Microorganisms are exposed to radiation from special and highly efficient low-pressure lamps that have a strong radiation peak at 254 nm (nanometres). This is not to be confused with the turquoise-blue light component often shown, which is also emitted by these emitters! The wavelength of 254 nm is very close to the absorption maximum of biological cells, which is around 260 nm. This radiation is absorbed in the cell nucleus of the organisms - more precisely in the DNA or RNA - resulting in a lasting photochemical change, so that the genetic material of the exposed cells is damaged. After sufficient exposure, the microbes are no longer able to repair the photochemical changes - this is referred to as dimerisation or dimer formation - cell division stops and they ultimately die.

In air disinfection, the air is passed past one or more UVC tubes in a central air duct or decentralised air recirculation system and thus disinfected. Wall and ceiling fittings with a single UVC tube are also commonly used, in which the air transport of germs is ensured via natural or technically induced convection. All forms of airborne microorganisms - i.e. bacteria, viruses, spores, mould and yeasts - are brought into the direct radiation range of the UV sources in one way or another and thus effectively and sustainably inactivated and killed. With a sufficient UVC dose, this happens within fractions of a second or, with a low UV radiation load, over time.

This means that the efficiency of an air disinfection process depends on the strength of the UVC radiation, the duration of exposure, the air speed, the humidity and ultimately also the type of microorganism. Because not every microorganism is the same. There are those that can only tolerate very little UVC radiation and those that are much more resistant. However, optimally designed UV systems can reliably and safely decimate all forms of airborne microbes.

Compared to alternative methods, UVC air sterilisation offers a whole range of advantages: It is very effective in killing or inactivating microorganisms such as bacteria, viruses, yeasts or other spore carriers, as the UVC radiation acts directly on their DNA or RNA and thus destroys them. In addition, mutations of microorganisms, e.g. the dreaded hospital germs such as MRSA (methicillin-resistant Staphylococcus aureus) or other antibiotic-resistant pathogens, play no role at all. The technique works solely by preventing cell division. And if this does not occur, no original or modified DNA information can be passed on. This distinguishes UVC air disinfection significantly from chemical disinfection methods.

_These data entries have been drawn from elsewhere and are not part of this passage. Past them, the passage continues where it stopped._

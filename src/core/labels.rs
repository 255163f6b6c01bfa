use crate::domain::model::{ServiceRecord, ServiceType};
use std::collections::BTreeMap;
use thiserror::Error;

pub const SERVICE_TYPE_LABEL: &str = "kompose.service.type";
pub const SERVICE_TYPE_VALUES: &str = "NodePort, ClusterIP or LoadBalancer";

#[derive(Debug, Clone, PartialEq, Eq, Error)]
#[error("unknown value {value:?} for label {label:?}, supported values are '{accepted}'")]
pub struct PolicyError {
    pub label: String,
    pub value: String,
    pub accepted: String,
}

/// A handler receives the label value and adjusts the record being built.
pub type LabelHandler = fn(&str, &mut ServiceRecord) -> Result<(), PolicyError>;

/// Labels that change how a service is converted, keyed by label name.
#[derive(Clone)]
pub struct LabelRegistry {
    handlers: BTreeMap<String, LabelHandler>,
}

impl LabelRegistry {
    pub fn empty() -> Self {
        Self {
            handlers: BTreeMap::new(),
        }
    }

    pub fn register(&mut self, label: impl Into<String>, handler: LabelHandler) -> &mut Self {
        self.handlers.insert(label.into(), handler);
        self
    }

    /// Apply every registered handler whose label is present, then copy all
    /// labels (policy ones included) into the annotations.
    pub fn apply(
        &self,
        labels: &BTreeMap<String, String>,
        record: &mut ServiceRecord,
    ) -> Result<(), PolicyError> {
        for (key, value) in labels {
            if let Some(handler) = self.handlers.get(key) {
                tracing::debug!("Applying label {}={:?}", key, value);
                handler(value, record)?;
            }
        }

        record.annotations = labels.clone();
        Ok(())
    }
}

impl std::fmt::Debug for LabelRegistry {
    fn fmt(&self, f: &mut std::fmt::Formatter<'_>) -> std::fmt::Result {
        f.debug_set().entries(self.handlers.keys()).finish()
    }
}

impl Default for LabelRegistry {
    fn default() -> Self {
        let mut registry = Self::empty();
        registry.register(SERVICE_TYPE_LABEL, apply_service_type);
        registry
    }
}

pub fn resolve_service_type(value: &str) -> Result<ServiceType, PolicyError> {
    match value.to_lowercase().as_str() {
        "" | "clusterip" => Ok(ServiceType::ClusterIp),
        "nodeport" => Ok(ServiceType::NodePort),
        "loadbalancer" => Ok(ServiceType::LoadBalancer),
        _ => Err(PolicyError {
            label: SERVICE_TYPE_LABEL.to_string(),
            value: value.to_string(),
            accepted: SERVICE_TYPE_VALUES.to_string(),
        }),
    }
}

fn apply_service_type(value: &str, record: &mut ServiceRecord) -> Result<(), PolicyError> {
    record.service_type = resolve_service_type(value)?;
    Ok(())
}
use crate::core::env::parse_env;
use crate::core::labels::LabelRegistry;
use crate::core::ports::parse_ports;
use crate::core::unsupported::{check_project, check_service, UnsupportedFeature, WarningLedger};
use crate::core::ComposeSource;
use crate::domain::compose::{ComposeProject, RawServiceConfig};
use crate::domain::model::{ProjectRecord, ServiceRecord};
use crate::utils::error::{NormalizeError, Result};

/// Result of one pass together with the warnings it emitted.
#[derive(Debug, Clone)]
pub struct Normalized {
    pub project: ProjectRecord,
    pub warnings: Vec<UnsupportedFeature>,
}

pub struct Normalizer {
    registry: LabelRegistry,
}

impl Normalizer {
    pub fn new() -> Self {
        Self::with_registry(LabelRegistry::default())
    }

    pub fn with_registry(registry: LabelRegistry) -> Self {
        Self { registry }
    }

    /// Load from `source` and normalize. Parser failures surface as
    /// `CollaboratorFailure`.
    pub fn run<S: ComposeSource>(&self, source: &S) -> Result<Normalized> {
        tracing::info!("Loading compose project from {}", source.source_name());
        let project = source.load()?;
        tracing::info!("Loaded {} service(s)", project.services.len());

        self.normalize_with_report(&project)
    }

    pub fn normalize(&self, project: &ComposeProject) -> Result<ProjectRecord> {
        self.normalize_with_report(project).map(|n| n.project)
    }

    /// Services are visited in parser order. The first fatal error aborts
    /// the whole pass.
    pub fn normalize_with_report(&self, project: &ComposeProject) -> Result<Normalized> {
        let mut ledger = WarningLedger::new();
        let mut record = ProjectRecord::default();

        check_project(project, &mut ledger);

        for (name, config) in &project.services {
            check_service(name, config, &mut ledger);

            let service = self.normalize_service(name, config)?;
            if record.services.insert(name.clone(), service).is_some() {
                tracing::warn!("Duplicate service {} - keeping the last definition", name);
            }
        }

        Ok(Normalized {
            project: record,
            warnings: ledger.into_warnings(),
        })
    }

    fn normalize_service(&self, name: &str, config: &RawServiceConfig) -> Result<ServiceRecord> {
        tracing::debug!("Normalizing service {}", name);

        let ports = parse_ports(&config.ports).map_err(|e| NormalizeError::MalformedPort {
            service: name.to_string(),
            token: e.token,
            reason: e.part.to_string(),
        })?;

        let mut service = ServiceRecord {
            image: config.image.clone(),
            container_name: config.container_name.clone(),
            command: config.entrypoint.clone(),
            args: config.command.clone(),
            working_dir: config.working_dir.clone(),
            environment: parse_env(&config.environment),
            ports,
            volumes: config.volumes.clone(),
            volumes_from: config.volumes_from.clone(),
            cpu_set: config.cpuset.clone(),
            cpu_shares: config.cpu_shares,
            cpu_quota: config.cpu_quota,
            cap_add: config.cap_add.clone(),
            cap_drop: config.cap_drop.clone(),
            expose: config.expose.clone(),
            privileged: config.privileged,
            restart: config.restart.clone(),
            user: config.user.clone(),
            ..Default::default()
        };

        self.registry
            .apply(&config.labels, &mut service)
            .map_err(|e| NormalizeError::UnrecognizedPolicyValue {
                service: name.to_string(),
                label: e.label,
                value: e.value,
                accepted: e.accepted,
            })?;

        Ok(service)
    }
}

impl Default for Normalizer {
    fn default() -> Self {
        Self::new()
    }
}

In addition, UVC emitters do not add anything to the air or enrich it with anything that could cause allergic reactions or other health problems, for example. Because nothing is added to or taken away from the air, the technology can also be used in very sensitive areas such as the food industry. In principle, the possibilities for air disinfection are very limited here, as strict safety regulations apply and no biocides, gases or acids may be nebulised to improve air hygiene. However, a high level of air hygiene is essential to improve shelf life and product safety if the goods are to be protected from microbial spoilage.

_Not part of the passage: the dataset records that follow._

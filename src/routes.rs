// src/routes.rs
use crate::handlers::error::ApiError;
use crate::handlers::metrics::{get_metrics, post_metrics};
use crate::handlers::page::{get_calculator, get_tips};
use crate::models::RawInputs;
use log::{info, warn};

use std::convert::Infallible;
use warp::filters::body::BodyDeserializeError;
use warp::reject::{
    InvalidQuery, LengthRequired, MethodNotAllowed, PayloadTooLarge, Rejection,
    UnsupportedMediaType,
};
use warp::{Filter, Reply};

const MAX_BODY_BYTES: u64 = 16 * 1024;

// Turn every rejection into a JSON error body
async fn handle_rejection(err: Rejection) -> Result<impl Reply, Infallible> {
    let api_error = if let Some(e) = err.find::<BodyDeserializeError>() {
        ApiError::bad_request(e.to_string())
    } else if let Some(e) = err.find::<InvalidQuery>() {
        ApiError::bad_request(e.to_string())
    } else if err.find::<PayloadTooLarge>().is_some() {
        ApiError::payload_too_large()
    } else if err.find::<UnsupportedMediaType>().is_some() {
        ApiError::unsupported_media_type()
    } else if err.find::<LengthRequired>().is_some() {
        ApiError::length_required()
    } else if err.is_not_found() {
        ApiError::not_found()
    } else if err.find::<MethodNotAllowed>().is_some() {
        ApiError::method_not_allowed()
    } else {
        warn!("Unhandled rejection: {:?}", err);
        ApiError::internal()
    };

    Ok(api_error.into_reply())
}

pub fn routes() -> impl Filter<Extract = impl Reply, Error = Infallible> + Clone {
    info!("Configuring routes...");

    let metrics_get_route = warp::path!("api" / "v1" / "metrics")
        .and(warp::get())
        .and(warp::query::<RawInputs>())
        .and_then(get_metrics);

    let metrics_post_route = warp::path!("api" / "v1" / "metrics")
        .and(warp::post())
        .and(warp::body::content_length_limit(MAX_BODY_BYTES))
        .and(warp::body::json::<RawInputs>())
        .and_then(post_metrics);

    let calculator_route = warp::path!("api" / "v1" / "calculator")
        .and(warp::get())
        .and_then(get_calculator);

    let tips_route = warp::path!("api" / "v1" / "tips")
        .and(warp::get())
        .and_then(get_tips);

    info!("All routes configured successfully.");

    metrics_get_route
        .or(metrics_post_route)
        .or(calculator_route)
        .or(tips_route)
        .recover(handle_rejection)
}
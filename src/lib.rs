// src/lib.rs

pub mod config;
pub mod handlers;
pub mod models;
pub mod routes;
pub mod services;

UVC air sterilisation is an active method of air improvement that effectively decimates all forms of unwanted microbes 24/7 without any further supervision or requirements. It is extremely low-maintenance and reliable, provided there is no exceptional air pollution from grease, oil or cleaning agents. UVC air disinfection is highly effective, especially against small and microorganisms, i.e. bacteria and viruses. This means that UVC sterilisation is inversely proportional to the effectiveness of a filter system. This is because the finer the pore size of a filter system, the higher the pressure and energy loss. However, UVC low-pressure lamps in a ventilation system cause virtually no pressure loss at all. The UV lamps cannot become clogged either, which only increases the dynamic pressure. UVC systems are therefore often used in combination with high-quality filter systems, because there is one thing that UVC lamps cannot do: retain particles.

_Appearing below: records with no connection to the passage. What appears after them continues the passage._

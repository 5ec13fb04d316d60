// src/services/form.rs
use log::debug;
use crate::models::{InputField, Metrics, RawInputs};
use crate::services::calculations::compute_from_inputs;

/// Page state for one user: the raw text of each field. Metrics are derived
/// on every read and never stored.
#[derive(Debug, Clone, Default)]
pub struct CalculatorForm {
    inputs: RawInputs,
}

impl CalculatorForm {
    pub fn new(inputs: RawInputs) -> Self {
        Self { inputs }
    }

    pub fn inputs(&self) -> &RawInputs {
        &self.inputs
    }

    /// Apply one change event and return the metrics for the new state.
    pub fn set_field(&mut self, field: InputField, text: impl Into<String>) -> Metrics {
        let text = text.into();
        debug!("Field {} changed to {:?}", field, text);
        self.inputs.set(field, text);
        self.metrics()
    }

    pub fn metrics(&self) -> Metrics {
        compute_from_inputs(&self.inputs)
    }
}

#[cfg(test)]
mod tests {
    use super::*;

    #[test]
    fn starts_from_default_inputs() {
        let form = CalculatorForm::default();
        let metrics = form.metrics();
        assert_eq!(metrics.cpc, "10.00");
        assert_eq!(metrics.ctr, "1.00");
        assert_eq!(metrics.cpm, "100.00");
    }

    #[test]
    fn every_change_recomputes() {
        let mut form = CalculatorForm::default();

        let metrics = form.set_field(InputField::Clicks, "200");
        assert_eq!(metrics.cpc, "5.00");
        assert_eq!(metrics.ctr, "2.00");
        assert_eq!(metrics.cpm, "100.00");

        let metrics = form.set_field(InputField::Impressions, "");
        assert_eq!(metrics.cpc, "5.00");
        assert_eq!(metrics.ctr, "0.00");
        assert_eq!(metrics.cpm, "0.00");

        let metrics = form.set_field(InputField::Impressions, "40000");
        assert_eq!(metrics.ctr, "0.50");
        assert_eq!(metrics.cpm, "25.00");
    }

    #[test]
    fn metrics_never_go_stale() {
        let mut form = CalculatorForm::new(RawInputs::empty());
        assert_eq!(form.metrics().cpc, "0.00");

        form.set_field(InputField::Budget, "90");
        form.set_field(InputField::Clicks, "9");
        assert_eq!(form.metrics().cpc, "10.00");
        assert_eq!(form.inputs().budget, "90");
    }
}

Finally, it should be mentioned that UVC air sterilisation is particularly energy-efficient and low-maintenance. Apart from the initial installation costs and the occasional replacement of the lamps, the running costs are very low.

Yes, UVC air sterilisation is absolutely safe for humans, provided the devices are installed and operated correctly. It's like using a kitchen knife: it's great for cutting vegetables, but you can also injure yourself if you handle it incorrectly. It is very similar with UVC systems: UV rays are absorbed by exposed cells and damage them. This is the defined goal, just as a knife must be as sharp as possible in order to cut tomatoes.

People should therefore never look into a luminous UVC source without protection, as UVC radiation can be harmful to the skin and eyes if it is powerful enough. Air sterilisation systems are therefore designed in such a way that the radiation remains in closed housings or air ducts so that no direct contact is possible. Open wall and ceiling units are usually connected downstream or have louvre blades in front of them. It is important that installation and maintenance are carried out by specialists. When used correctly, UVC air sterilisation poses absolutely no danger to humans or animals.

As a general rule, UVC radiation is very high-energy and short-wave, so it does not penetrate solid materials, solid clothing or normal panes of glass or acrylic glass. Even a large pair of safety goggles reliably protects the eyes.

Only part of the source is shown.